ADD REPLY • link 3.7 years ago by GoldenRetriever ▴ 40

0

Entering edit mode

You have 70 bp strings because that is what has been sequenced. You start with long RNA which are fragmented over the process of making libraries (collections of smaller pieces) and then sequenced. Since these fragments are from longer pieces you will find that many of them will match in an overlapping fashion to a longer reference (setting aside splicing if you know what that is).
It is probably more efficient to create a database (e.g. suffix trie and other structures) of the reference RNA and then align your strings. Which is what most aligners do. There are plenty of NGS data aligners so take a look at what is available first.

ADD REPLY • link 3.7 years ago by GenoMax 147k

0

Entering edit mode

OK. I am building something called a Sequence Bloom Tree. The idea is to take an experiment, calculate all k-mers hash them to a Bloom filter. So, what I do is: I take the file and concatenate all sequences (because the file is divided into many sequences as mentioned) and then get all k-mers for the Bloom filter.
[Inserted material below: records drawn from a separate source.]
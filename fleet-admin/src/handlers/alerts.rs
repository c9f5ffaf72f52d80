use axum::{extract::State, response::IntoResponse, Json};
use chrono::Utc;
use fleet_core::error::AppError;

use crate::services::alerts;
use crate::startup::AppState;

/// GET /alerts
///
/// Derived from live data on every call; nothing is stored.
pub async fn list_alerts(State(state): State<AppState>) -> Result<impl IntoResponse, AppError> {
    let response = alerts::current_alerts(
        &state.db,
        Utc::now(),
        state.config.alerts.overdue_critical_days,
    )
    .await?;

    if response.counts.critical > 0 {
        tracing::warn!(critical = response.counts.critical, "Critical fleet alerts present");
    }

    Ok(Json(response))
}
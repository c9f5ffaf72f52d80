use chrono::{DateTime, Utc};
use serde::{Deserialize, Serialize};

use super::datetime::{chrono_datetime_as_bson_datetime, opt_chrono_datetime_as_bson_datetime};

string_enum!(TicketStatus {
    Open => "open",
    InProgress => "in-progress",
    Pending => "pending",
    Resolved => "resolved",
    Closed => "closed",
});

string_enum!(TicketPriority {
    Low => "low",
    Medium => "medium",
    High => "high",
    Urgent => "urgent",
});

string_enum!(TicketCategory {
    Billing => "billing",
    Technical => "technical",
    BikeIssue => "bike_issue",
    Account => "account",
    Other => "other",
});

string_enum!(SenderRole {
    Admin => "admin",
    Rider => "rider",
    System => "system",
});

#[derive(Debug, Clone, Serialize, Deserialize)]
pub struct TicketReply {
    pub id: String,
    pub sender_role: SenderRole,
    pub sender_name: Option<String>,
    pub message: String,
    pub is_internal: bool,
    #[serde(with = "chrono_datetime_as_bson_datetime")]
    pub created_at: DateTime<Utc>,
}

impl TicketReply {
    pub fn new(
        sender_role: SenderRole,
        sender_name: Option<String>,
        message: String,
        is_internal: bool,
    ) -> Self {
        Self {
            id: super::new_id(),
            sender_role,
            sender_name,
            message,
            is_internal,
            created_at: Utc::now(),
        }
    }
}

#[derive(Debug, Clone, Serialize, Deserialize)]
pub struct Ticket {
    #[serde(rename = "_id")]
    pub id: String,
    pub rider_id: Option<String>,
    pub subject: String,
    pub description: String,
    pub category: TicketCategory,
    pub priority: TicketPriority,
    pub status: TicketStatus,
    /// Insertion-ordered conversation; only ever appended to.
    #[serde(default)]
    pub replies: Vec<TicketReply>,
    #[serde(
        default,
        skip_serializing_if = "Option::is_none",
        with = "opt_chrono_datetime_as_bson_datetime"
    )]
    pub resolved_at: Option<DateTime<Utc>>,
    pub is_active: bool,
    #[serde(with = "chrono_datetime_as_bson_datetime")]
    pub created_at: DateTime<Utc>,
    #[serde(with = "chrono_datetime_as_bson_datetime")]
    pub updated_at: DateTime<Utc>,
}

impl Ticket {
    pub fn new(
        rider_id: Option<String>,
        subject: String,
        description: String,
        category: TicketCategory,
        priority: TicketPriority,
    ) -> Self {
        let now = Utc::now();
        Self {
            id: super::new_id(),
            rider_id,
            subject,
            description,
            category,
            priority,
            status: TicketStatus::Open,
            replies: Vec::new(),
            resolved_at: None,
            is_active: true,
            created_at: now,
            updated_at: now,
        }
    }
}

/// An externally visible reply pulls a closed ticket back to `open`.
pub fn reply_reopens(status: TicketStatus, is_internal: bool) -> bool {
    !is_internal && status == TicketStatus::Closed
}

/// `resolved_at` is stamped on the first move to `resolved` and kept after.
pub fn resolve_resolved_at(
    existing: Option<DateTime<Utc>>,
    status: TicketStatus,
    now: DateTime<Utc>,
) -> Option<DateTime<Utc>> {
    match (existing, status) {
        (Some(at), _) => Some(at),
        (None, TicketStatus::Resolved) => Some(now),
        (None, _) => None,
    }
}

#[cfg(test)]
mod tests {
    use super::*;

    #[test]
    fn external_reply_reopens_closed_ticket() {
        assert!(reply_reopens(TicketStatus::Closed, false));
    }

    #[test]
    fn internal_reply_never_reopens() {
        assert!(!reply_reopens(TicketStatus::Closed, true));
    }

    #[test]
    fn only_closed_tickets_are_reopened() {
        for status in TicketStatus::ALL {
            if *status != TicketStatus::Closed {
                assert!(!reply_reopens(*status, false), "{} reopened", status);
            }
        }
    }

    #[test]
    fn resolved_at_is_stamped_once() {
        let now = Utc::now();
        assert_eq!(
            resolve_resolved_at(None, TicketStatus::Resolved, now),
            Some(now)
        );
        let earlier = now - chrono::Duration::hours(2);
        assert_eq!(
            resolve_resolved_at(Some(earlier), TicketStatus::Resolved, now),
            Some(earlier)
        );
        assert_eq!(resolve_resolved_at(None, TicketStatus::Open, now), None);
    }

    #[test]
    fn in_progress_uses_hyphen_on_the_wire() {
        let json = serde_json::to_string(&TicketStatus::InProgress).unwrap();
        assert_eq!(json, "\"in-progress\"");
    }
}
Am I allowed to concatenate the sequences to one big sequence and then split them based on kmers?
Is the file I link to one experiement? or is it many experiments in one file?

ADD REPLY • link 3.7 years ago by GoldenRetriever ▴ 40

0

Entering edit mode

If you concatenate the sequences you're creating artificial k-mers that aren't present in the data. You probably don't want to do that. The file you linked to is a part of a single experiment (it's one of presumably many samples).

ADD REPLY • link 3.7 years ago by Devon Ryan 104k

0

Entering edit mode

I am following this article: https://www.ncbi.nlm.nih.gov/pmc/articles/PMC4804353/, where he creates kmers (k=20) on all files that he refers to. Those files are just experiments, and actually the file I've sent is from the same list of files he uses. What I have assumed is that, he concatenates the files to one big RNA string, and then he produces the kmers. Those kmers are them hashed to a Bloom filter and the Bloom filter is inserted into a binary tree.

He says something about canonical kmers (page 5, "Building bloom filters")

ADD REPLY • link 3.7 years ago by GoldenRetriever ▴ 40

score 2 · Answer 2 · 2021-03-17

2

Entering edit mode

3.7 years ago

patelk26 ▴ 320

FASTA format is a text-based format for representing either nucleotide sequences or peptide sequences. In this case, it is a nucleic acid sequence. It is not uncommon to find that in many organisms, a significant fraction of the genomic DNA is highly repetitive. About over two-thirds of the sequence consists of repetitive elements in human DNA.